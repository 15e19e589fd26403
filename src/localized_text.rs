// OPCUA for Rust
// SPDX-License-Identifier: MPL-2.0
// Copyright (C) 2017-2024 Adam Lock

//! Contains the definition of `LocalizedText`.
use std::{
    fmt,
    io::{Read, Write},
};

use crate::{encoding::*, string::*};

/// A human readable text with an optional locale identifier.
#[derive(PartialEq, Default, Debug, Clone, Serialize, Deserialize)]
pub struct LocalizedText {
    /// The locale. Omitted from stream if null or empty
    pub locale: UAString,
    /// The text in the specified locale. Omitted from stream if null or empty.
    pub text: UAString,
}

impl<'a> From<&'a str> for LocalizedText {
    fn from(value: &'a str) -> Self {
        Self {
            locale: UAString::from(""),
            text: UAString::from(value),
        }
    }
}

impl From<&String> for LocalizedText {
    fn from(value: &String) -> Self {
        Self {
            locale: UAString::from(""),
            text: UAString::from(value),
        }
    }
}

impl From<String> for LocalizedText {
    fn from(value: String) -> Self {
        Self {
            locale: UAString::from(""),
            text: UAString::from(value),
        }
    }
}

impl fmt::Display for LocalizedText {
    fn fmt(&self, f: &mut fmt::Formatter<'_>) -> fmt::Result {
        write!(f, "{}", self.text)
    }
}

impl BinaryEncoder<LocalizedText> for LocalizedText {
    fn byte_len(&self) -> usize {
        let mut size = 1;
        if !self.locale.is_empty() {
            size += self.locale.byte_len();
        }
        if !self.text.is_empty() {
            size += self.text.byte_len();
        }
        size
    }

    fn encode<S: Write>(&self, stream: &mut S) -> EncodingResult<usize> {
        let mut size = 0;
        // A bit mask that indicates which fields are present in the stream.
        // The mask has the following bits:
        // 0x01    Locale
        // 0x02    Text
        let mut encoding_mask: u8 = 0;
        if !self.locale.is_empty() {
            encoding_mask |= 0x1;
        }
        if !self.text.is_empty() {
            encoding_mask |= 0x2;
        }
        size += encoding_mask.encode(stream)?;
        if !self.locale.is_empty() {
            size += self.locale.encode(stream)?;
        }
        if !self.text.is_empty() {
            size += self.text.encode(stream)?;
        }
        Ok(size)
    }

    fn decode<S: Read>(stream: &mut S, decoding_options: &DecodingOptions) -> EncodingResult<Self> {
        let encoding_mask = u8::decode(stream, decoding_options)?;
        let locale = if encoding_mask & 0x1 != 0 {
            UAString::decode(stream, decoding_options)?
        } else {
            UAString::null()
        };
        let text = if encoding_mask & 0x2 != 0 {
            UAString::decode(stream, decoding_options)?
        } else {
            UAString::null()
        };
        Ok(LocalizedText { locale, text })
    }
}

impl LocalizedText {
    pub fn new(locale: &str, text: &str) -> LocalizedText {
        LocalizedText {
            locale: UAString::from(locale),
            text: UAString::from(text),
        }
    }

    pub fn null() -> LocalizedText {
        LocalizedText {
            locale: UAString::null(),
            text: UAString::null(),
        }
    }
}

» WHAT YOU SHOULD DO
Return each entry from above without altering a single character.

» REPLY TO THE TASK
repository 15e19e589fd26403
filename src/localized_text.rs
// OPCUA for Rust
// SPDX-License-Identifier: MPL-2.0
// Copyright (C) 2017-2024 Adam Lock

//! Contains the definition of `LocalizedText`.
use std::{
    fmt,
    io::{Read, Write},
};

use crate::{encoding::*, string::*};

/// A human readable text with an optional locale identifier.
#[derive(PartialEq, Default, Debug, Clone, Serialize, Deserialize)]
pub struct LocalizedText {
    /// The locale. Omitted from stream if null or empty
    pub locale: UAString,
    /// The text in the specified locale. Omitted from stream if null or empty.
    pub text: UAString,
}

impl<'a> From<&'a str> for LocalizedText {
    fn from(value: &'a str) -> Self {
        Self {
            locale: UAString::from(""),
            text: UAString::from(value),
        }
    }
}

impl From<&String> for LocalizedText {
    fn from(value: &String) -> Self {
        Self {
            locale: UAString::from(""),
            text: UAString::from(value),
        }
    }
}

impl From<String> for LocalizedText {
    fn from(value: String) -> Self {
        Self {
            locale: UAString::from(""),
            text: UAString::from(value),
        }
    }
}

impl fmt::Display for LocalizedText {
    fn fmt(&self, f: &mut fmt::Formatter<'_>) -> fmt::Result {
        write!(f, "{}", self.text)
    }
}

impl BinaryEncoder<LocalizedText> for LocalizedText {
    fn byte_len(&self) -> usize {
        let mut size = 1;
        if !self.locale.is_empty() {
            size += self.locale.byte_len();
        }
        if !self.text.is_empty() {
            size += self.text.byte_len();
        }
        size
    }

    fn encode<S: Write>(&self, stream: &mut S) -> EncodingResult<usize> {
        let mut size = 0;
        // A bit mask that indicates which fields are present in the stream.
        // The mask has the following bits:
        // 0x01    Locale
        // 0x02    Text
        let mut encoding_mask: u8 = 0;
        if !self.locale.is_empty() {
            encoding_mask |= 0x1;
        }
        if !self.text.is_empty() {
            encoding_mask |= 0x2;
        }
        size += encoding_mask.encode(stream)?;
        if !self.locale.is_empty() {
            size += self.locale.encode(stream)?;
        }
        if !self.text.is_empty() {
            size += self.text.encode(stream)?;
        }
        Ok(size)
    }

    fn decode<S: Read>(stream: &mut S, decoding_options: &DecodingOptions) -> EncodingResult<Self> {
        let encoding_mask = u8::decode(stream, decoding_options)?;
        let locale = if encoding_mask & 0x1 != 0 {
            UAString::decode(stream, decoding_options)?
        } else {
            UAString::null()
        };
        let text = if encoding_mask & 0x2 != 0 {
            UAString::decode(stream, decoding_options)?
        } else {
            UAString::null()
        };
        Ok(LocalizedText { locale, text })
    }
}

impl LocalizedText {
    pub fn new(locale: &str, text: &str) -> LocalizedText {
        LocalizedText {
            locale: UAString::from(locale),
            text: UAString::from(text),
        }
    }

    pub fn null() -> LocalizedText {
        LocalizedText {
            locale: UAString::null(),
            text: UAString::null(),
        }
    }
}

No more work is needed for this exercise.